Collected data entries:
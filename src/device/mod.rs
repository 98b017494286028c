//! Output devices and the buffers queued to them.
//!
//! The mixer talks to hardware through [`OutputDevice`]. Two implementations
//! ship with the crate:
//! - [`ManualDevice`] - a software device whose play cursor moves only when
//!   told to; for tests and offline rendering
//! - [`CpalDevice`] - the system audio output (requires the `cpal_sink` feature)

use std::fmt;
use std::sync::{Arc, Condvar, Mutex};
use std::time::Duration;

use crate::error::{DeviceError, InitError};

mod manual;
mod pool;

#[cfg(feature = "cpal_sink")]
mod cpal_output;

pub use manual::{ManualDevice, ManualDeviceHandle};
pub use pool::{BufferPool, BufferState};

#[cfg(feature = "cpal_sink")]
pub use cpal_output::CpalDevice;

/// PCM layout the device is opened with. Samples are always interleaved.
#[derive(Clone, Copy, Debug, PartialEq, Eq)]
pub struct DeviceFormat {
    pub sample_rate: u32,
    pub channels: u16,
    pub bits_per_sample: u16,
}

impl DeviceFormat {
    #[inline]
    pub fn bytes_per_frame(&self) -> usize {
        self.channels as usize * self.bits_per_sample as usize / 8
    }

    #[inline]
    pub fn bytes_per_second(&self) -> usize {
        self.bytes_per_frame() * self.sample_rate as usize
    }
}

impl fmt::Display for DeviceFormat {
    fn fmt(&self, f: &mut fmt::Formatter<'_>) -> fmt::Result {
        write!(
            f,
            "{}Hz {}ch {}-bit",
            self.sample_rate, self.channels, self.bits_per_sample
        )
    }
}

/// An audio output the mixer can queue chunks to.
///
/// The driver calls [`open`](Self::open) once before the mixing thread starts
/// and [`close`](Self::close) once after it has exited. In between, every call
/// happens with the mixer lock held.
pub trait OutputDevice: Send + 'static {
    /// Human readable name, used in logs and errors.
    fn name(&self) -> &str;

    /// Prepare the device for `format`.
    ///
    /// At most `capacity_frames` frames will be queued at any time. Signal
    /// `event` whenever playback progresses, so a waiting mixer can refill
    /// freed buffers promptly. Errors here are not fatal; the caller may try a
    /// different device.
    fn open(
        &mut self,
        format: &DeviceFormat,
        capacity_frames: usize,
        event: BufferEvent,
    ) -> Result<(), InitError>;

    /// Queue one chunk of interleaved samples for playback after everything
    /// submitted before it.
    fn submit(&mut self, samples: &[i16]) -> Result<(), DeviceError>;

    /// Frames the device has actually played since it was opened.
    fn play_cursor(&self) -> Result<u64, DeviceError>;

    /// Stop playback and release the device.
    fn close(&mut self);
}

/// Auto-reset event used to wake the mixing thread.
///
/// Signalled by devices when a buffer finishes playing and by the driver on
/// shutdown. A signal with no waiter is remembered until the next wait.
#[derive(Clone, Default)]
pub struct BufferEvent {
    inner: Arc<(Mutex<bool>, Condvar)>,
}

impl BufferEvent {
    pub fn new() -> Self {
        Self::default()
    }

    /// Wake one waiter, or the next one to arrive.
    pub fn signal(&self) {
        let (flag, cvar) = &*self.inner;
        let mut set = flag.lock().unwrap_or_else(|e| e.into_inner());
        *set = true;
        cvar.notify_one();
    }

    /// Wait until signalled or `timeout` passes. Returns whether a signal
    /// was consumed.
    pub fn wait_timeout(&self, timeout: Duration) -> bool {
        let (flag, cvar) = &*self.inner;
        let set = flag.lock().unwrap_or_else(|e| e.into_inner());
        let (mut set, _) = cvar
            .wait_timeout_while(set, timeout, |set| !*set)
            .unwrap_or_else(|e| e.into_inner());
        let signalled = *set;
        *set = false;
        signalled
    }
}

impl fmt::Debug for BufferEvent {
    fn fmt(&self, f: &mut fmt::Formatter<'_>) -> fmt::Result {
        let set = *self.inner.0.lock().unwrap_or_else(|e| e.into_inner());
        f.debug_struct("BufferEvent").field("signalled", &set).finish()
    }
}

| Requirement |
What you return should match the data character for character.

| Result |
filename src/device/mod.rs
repository 98b017494286028c
//! Output devices and the buffers queued to them.
//!
//! The mixer talks to hardware through [`OutputDevice`]. Two implementations
//! ship with the crate:
//! - [`ManualDevice`] - a software device whose play cursor moves only when
//!   told to; for tests and offline rendering
//! - [`CpalDevice`] - the system audio output (requires the `cpal_sink` feature)

use std::fmt;
use std::sync::{Arc, Condvar, Mutex};
use std::time::Duration;

use crate::error::{DeviceError, InitError};

mod manual;
mod pool;

#[cfg(feature = "cpal_sink")]
mod cpal_output;

pub use manual::{ManualDevice, ManualDeviceHandle};
pub use pool::{BufferPool, BufferState};

#[cfg(feature = "cpal_sink")]
pub use cpal_output::CpalDevice;

/// PCM layout the device is opened with. Samples are always interleaved.
#[derive(Clone, Copy, Debug, PartialEq, Eq)]
pub struct DeviceFormat {
    pub sample_rate: u32,
    pub channels: u16,
    pub bits_per_sample: u16,
}

impl DeviceFormat {
    #[inline]
    pub fn bytes_per_frame(&self) -> usize {
        self.channels as usize * self.bits_per_sample as usize / 8
    }

    #[inline]
    pub fn bytes_per_second(&self) -> usize {
        self.bytes_per_frame() * self.sample_rate as usize
    }
}

impl fmt::Display for DeviceFormat {
    fn fmt(&self, f: &mut fmt::Formatter<'_>) -> fmt::Result {
        write!(
            f,
            "{}Hz {}ch {}-bit",
            self.sample_rate, self.channels, self.bits_per_sample
        )
    }
}

/// An audio output the mixer can queue chunks to.
///
/// The driver calls [`open`](Self::open) once before the mixing thread starts
/// and [`close`](Self::close) once after it has exited. In between, every call
/// happens with the mixer lock held.
pub trait OutputDevice: Send + 'static {
    /// Human readable name, used in logs and errors.
    fn name(&self) -> &str;

    /// Prepare the device for `format`.
    ///
    /// At most `capacity_frames` frames will be queued at any time. Signal
    /// `event` whenever playback progresses, so a waiting mixer can refill
    /// freed buffers promptly. Errors here are not fatal; the caller may try a
    /// different device.
    fn open(
        &mut self,
        format: &DeviceFormat,
        capacity_frames: usize,
        event: BufferEvent,
    ) -> Result<(), InitError>;

    /// Queue one chunk of interleaved samples for playback after everything
    /// submitted before it.
    fn submit(&mut self, samples: &[i16]) -> Result<(), DeviceError>;

    /// Frames the device has actually played since it was opened.
    fn play_cursor(&self) -> Result<u64, DeviceError>;

    /// Stop playback and release the device.
    fn close(&mut self);
}

/// Auto-reset event used to wake the mixing thread.
///
/// Signalled by devices when a buffer finishes playing and by the driver on
/// shutdown. A signal with no waiter is remembered until the next wait.
#[derive(Clone, Default)]
pub struct BufferEvent {
    inner: Arc<(Mutex<bool>, Condvar)>,
}

impl BufferEvent {
    pub fn new() -> Self {
        Self::default()
    }

    /// Wake one waiter, or the next one to arrive.
    pub fn signal(&self) {
        let (flag, cvar) = &*self.inner;
        let mut set = flag.lock().unwrap_or_else(|e| e.into_inner());
        *set = true;
        cvar.notify_one();
    }

    /// Wait until signalled or `timeout` passes. Returns whether a signal
    /// was consumed.
    pub fn wait_timeout(&self, timeout: Duration) -> bool {
        let (flag, cvar) = &*self.inner;
        let set = flag.lock().unwrap_or_else(|e| e.into_inner());
        let (mut set, _) = cvar
            .wait_timeout_while(set, timeout, |set| !*set)
            .unwrap_or_else(|e| e.into_inner());
        let signalled = *set;
        *set = false;
        signalled
    }
}

impl fmt::Debug for BufferEvent {
    fn fmt(&self, f: &mut fmt::Formatter<'_>) -> fmt::Result {
        let set = *self.inner.0.lock().unwrap_or_else(|e| e.into_inner());
        f.debug_struct("BufferEvent").field("signalled", &set).finish()
    }
}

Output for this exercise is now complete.